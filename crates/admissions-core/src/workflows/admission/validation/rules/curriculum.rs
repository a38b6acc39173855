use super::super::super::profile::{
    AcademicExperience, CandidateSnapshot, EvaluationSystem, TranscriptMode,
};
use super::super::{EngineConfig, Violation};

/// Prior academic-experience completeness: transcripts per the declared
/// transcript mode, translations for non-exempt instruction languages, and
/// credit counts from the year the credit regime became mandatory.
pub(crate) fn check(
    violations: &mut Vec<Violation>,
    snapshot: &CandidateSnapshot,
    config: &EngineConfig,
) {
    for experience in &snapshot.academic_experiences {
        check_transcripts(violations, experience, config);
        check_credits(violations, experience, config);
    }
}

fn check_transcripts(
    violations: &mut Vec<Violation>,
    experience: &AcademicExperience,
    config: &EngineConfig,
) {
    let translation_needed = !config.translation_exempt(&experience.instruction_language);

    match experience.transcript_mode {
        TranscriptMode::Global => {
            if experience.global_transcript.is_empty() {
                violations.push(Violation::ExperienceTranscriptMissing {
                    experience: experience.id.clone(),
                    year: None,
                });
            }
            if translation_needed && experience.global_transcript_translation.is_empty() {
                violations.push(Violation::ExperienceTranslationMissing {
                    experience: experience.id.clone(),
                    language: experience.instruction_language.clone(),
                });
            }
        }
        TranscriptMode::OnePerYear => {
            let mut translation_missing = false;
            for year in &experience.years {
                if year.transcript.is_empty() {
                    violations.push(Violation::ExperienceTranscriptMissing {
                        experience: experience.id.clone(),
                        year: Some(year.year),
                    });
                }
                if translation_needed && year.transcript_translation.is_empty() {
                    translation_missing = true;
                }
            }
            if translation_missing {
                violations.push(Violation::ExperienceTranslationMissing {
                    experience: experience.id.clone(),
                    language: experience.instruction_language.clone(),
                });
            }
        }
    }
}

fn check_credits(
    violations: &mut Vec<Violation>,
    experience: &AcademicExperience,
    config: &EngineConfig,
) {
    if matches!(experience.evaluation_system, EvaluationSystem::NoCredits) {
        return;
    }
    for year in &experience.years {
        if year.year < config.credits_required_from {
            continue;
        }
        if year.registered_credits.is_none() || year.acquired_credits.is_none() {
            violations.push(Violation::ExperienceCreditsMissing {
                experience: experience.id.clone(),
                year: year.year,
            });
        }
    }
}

# # # #

WORK TASK: Only the lines from the one containing "if year.year <" through the end of the material should be copied, exactly as they stand; please keep both ends.

OUTPUT:
        if year.year < config.credits_required_from {
            continue;
        }
        if year.registered_credits.is_none() || year.acquired_credits.is_none() {
            violations.push(Violation::ExperienceCreditsMissing {
                experience: experience.id.clone(),
                year: year.year,
            });
        }
    }
}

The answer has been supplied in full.